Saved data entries
//! Error types for smsgate

use thiserror::Error;

#[derive(Error, Debug)]
pub enum Error {
    #[error("SQLite error: {0}")]
    Sqlite(#[from] rusqlite::Error),

    #[error("IO error: {0}")]
    Io(#[from] std::io::Error),

    #[error("JSON error: {0}")]
    Json(#[from] serde_json::Error),

    #[error("Config file error: {0}")]
    Toml(#[from] toml::de::Error),

    #[error("System call failed: {0}")]
    Nix(#[from] nix::Error),

    #[error("HTTP error: {0}")]
    Http(#[from] reqwest::Error),

    #[error("Cannot send signal {signal}: {reason}")]
    Signal { signal: i32, reason: String },

    #[error("Config error: {0}")]
    Config(String),

    #[error("Unknown adapter: {0}")]
    UnknownAdapter(String),

    #[error("Phone not found: {0}")]
    PhoneNotFound(i64),

    #[error("Payload too large: {size} bytes (max {max})")]
    PayloadTooLarge { size: usize, max: usize },

    #[error("Cannot create a subprocess: {0}")]
    Fork(nix::Error),

    #[error("Daemon error: {0}")]
    Daemon(String),
}

pub type Result<T> = std::result::Result<T, Error>;
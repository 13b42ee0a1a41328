//! Phone number normalization and validation

use once_cell::sync::Lazy;
use regex::Regex;

/// International (`+33612345678`) or national (`0612345678`) digits only
static NUMBER_PATTERN: Lazy<Regex> =
    Lazy::new(|| Regex::new(r"^\+?[0-9]{3,15}$").expect("Invalid phone number regex"));

/// Strip formatting characters, keeping a leading `+`
pub fn normalize_phone(phone: &str) -> String {
    let trimmed = phone.trim();
    let has_plus = trimmed.starts_with('+');
    let digits: String = trimmed.chars().filter(|c| c.is_ascii_digit()).collect();

    if has_plus {
        format!("+{}", digits)
    } else {
        digits
    }
}

/// Check that a number is already in normalized form
pub fn is_valid_number(number: &str) -> bool {
    NUMBER_PATTERN.is_match(number)
}
//! Filesystem test harness adapter
//!
//! Sent messages are appended as JSON lines to `write_file`; received messages
//! are taken from `read_file`, one JSON object per line, and the file is
//! emptied so nothing is read twice.

use crate::adapter::{
    Adapter, AdapterConfig, CallbackParams, DeliveryStatus, FieldSpec, SendFailure, SmsEnvelope,
    StatusUpdate,
};
use crate::error::{Error, Result};
use chrono::{NaiveDateTime, TimeZone, Utc};
use serde::{Deserialize, Serialize};
use std::fs::{self, OpenOptions};
use std::io::{self, Write};
use std::path::PathBuf;
use std::sync::atomic::{AtomicU32, Ordering};
use tracing::{debug, warn};

pub const ID: &str = "test";
pub const NAME: &str = "Test";
pub const DESCRIPTION: &str =
    "A test adapter that keeps messages in local files instead of talking to a carrier.";

pub const FIELDS: &[FieldSpec] = &[
    FieldSpec {
        name: "read_file",
        title: "Read file",
        description: "File holding incoming messages, one JSON object per line.",
        required: true,
    },
    FieldSpec {
        name: "write_file",
        title: "Write file",
        description: "File that sent messages are appended to, one JSON object per line.",
        required: true,
    },
];

const DATE_FORMAT: &str = "%Y-%m-%d %H:%M:%S";

static UID_COUNTER: AtomicU32 = AtomicU32::new(0);

/// Line format shared by both files
#[derive(Debug, Clone, Serialize, Deserialize)]
pub struct FileEntry {
    #[serde(default)]
    pub uid: Option<String>,
    #[serde(default)]
    pub at: Option<String>,
    #[serde(default, skip_serializing_if = "Option::is_none")]
    pub origin: Option<String>,
    #[serde(default)]
    pub destination: Option<String>,
    #[serde(default)]
    pub text: String,
    #[serde(default)]
    pub flash: bool,
}

pub struct TestAdapter {
    number: String,
    read_file: PathBuf,
    write_file: PathBuf,
}

impl TestAdapter {
    pub fn new(config: &AdapterConfig) -> Result<Self> {
        let read_file = config
            .field("read_file")
            .ok_or_else(|| Error::Config("read_file is missing".to_string()))?;
        let write_file = config
            .field("write_file")
            .ok_or_else(|| Error::Config("write_file is missing".to_string()))?;

        Ok(Self {
            number: config.number.clone(),
            read_file: PathBuf::from(read_file),
            write_file: PathBuf::from(write_file),
        })
    }

    /// Registry constructor
    pub fn build(config: &AdapterConfig) -> Result<Box<dyn Adapter>> {
        Ok(Box::new(Self::new(config)?))
    }

    fn append(&self, entry: &FileEntry) -> io::Result<()> {
        let mut line = serde_json::to_string(entry)?;
        line.push('\n');
        let mut file = OpenOptions::new()
            .create(true)
            .append(true)
            .open(&self.write_file)?;
        file.write_all(line.as_bytes())
    }

    /// Take the whole read file and leave it empty
    fn drain(&self) -> io::Result<String> {
        let content = match fs::read_to_string(&self.read_file) {
            Ok(content) => content,
            Err(e) if e.kind() == io::ErrorKind::NotFound => return Ok(String::new()),
            Err(e) => return Err(e),
        };
        if !content.is_empty() {
            fs::write(&self.read_file, "")?;
        }
        Ok(content)
    }

    fn to_envelope(&self, entry: FileEntry) -> SmsEnvelope {
        let at = entry
            .at
            .as_deref()
            .and_then(|s| NaiveDateTime::parse_from_str(s, DATE_FORMAT).ok())
            .map(|naive| Utc.from_utc_datetime(&naive))
            .unwrap_or_else(Utc::now);

        SmsEnvelope {
            uid: entry.uid.unwrap_or_else(new_uid),
            text: entry.text,
            origin: entry.origin.unwrap_or_else(|| self.number.clone()),
            destination: entry.destination.unwrap_or_else(|| self.number.clone()),
            at,
            flash: entry.flash,
            status: DeliveryStatus::Delivered,
        }
    }
}

impl Adapter for TestAdapter {
    fn send(&mut self, destination: &str, text: &str, flash: bool) -> std::result::Result<String, SendFailure> {
        let uid = new_uid();
        let entry = FileEntry {
            uid: Some(uid.clone()),
            at: Some(Utc::now().format(DATE_FORMAT).to_string()),
            origin: None,
            destination: Some(destination.to_string()),
            text: text.to_string(),
            flash,
        };

        match self.append(&entry) {
            Ok(()) => {
                debug!(uid = %uid, destination, "Test adapter wrote message");
                Ok(uid)
            }
            Err(e) => Err(SendFailure::new(format!(
                "cannot write {}: {}",
                self.write_file.display(),
                e
            ))),
        }
    }

    fn read(&mut self) -> Vec<SmsEnvelope> {
        let content = match self.drain() {
            Ok(content) => content,
            Err(e) => {
                warn!(file = %self.read_file.display(), "Test adapter cannot read: {}", e);
                return Vec::new();
            }
        };

        content
            .lines()
            .filter(|line| !line.trim().is_empty())
            .filter_map(|line| match serde_json::from_str::<FileEntry>(line) {
                Ok(entry) => Some(entry),
                Err(e) => {
                    warn!("Skipping malformed test message: {}", e);
                    None
                }
            })
            .map(|entry| self.to_envelope(entry))
            .collect()
    }

    fn test(&mut self) -> bool {
        [&self.read_file, &self.write_file].iter().all(|path| {
            path.parent()
                .map(|p| p.as_os_str().is_empty() || p.is_dir())
                .unwrap_or(false)
        })
    }
}

/// Translate a delivery report: `dlr` 1 is delivered, 2 and 16 are failures
pub fn status_change_callback(params: &CallbackParams) -> Option<StatusUpdate> {
    let uid = params.get("uid")?;
    let dlr = params.get("dlr")?;

    let status = match dlr.trim() {
        "1" => DeliveryStatus::Delivered,
        "2" | "16" => DeliveryStatus::Failed,
        _ => DeliveryStatus::Unknown,
    };

    Some(StatusUpdate {
        uid: uid.clone(),
        status,
    })
}

/// Unique-enough message id: hex of the current time, pid and a counter
fn new_uid() -> String {
    let nanos = Utc::now().timestamp_nanos_opt().unwrap_or_default();
    let mut bytes = Vec::with_capacity(16);
    bytes.extend_from_slice(&nanos.to_be_bytes());
    bytes.extend_from_slice(&std::process::id().to_be_bytes());
    bytes.extend_from_slice(&UID_COUNTER.fetch_add(1, Ordering::Relaxed).to_be_bytes());
    hex::encode(bytes)
}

> **Action item**
Copy each line above containing the string "missing".

> **Reply**
            .ok_or_else(|| Error::Config("read_file is missing".to_string()))?;
            .ok_or_else(|| Error::Config("write_file is missing".to_string()))?;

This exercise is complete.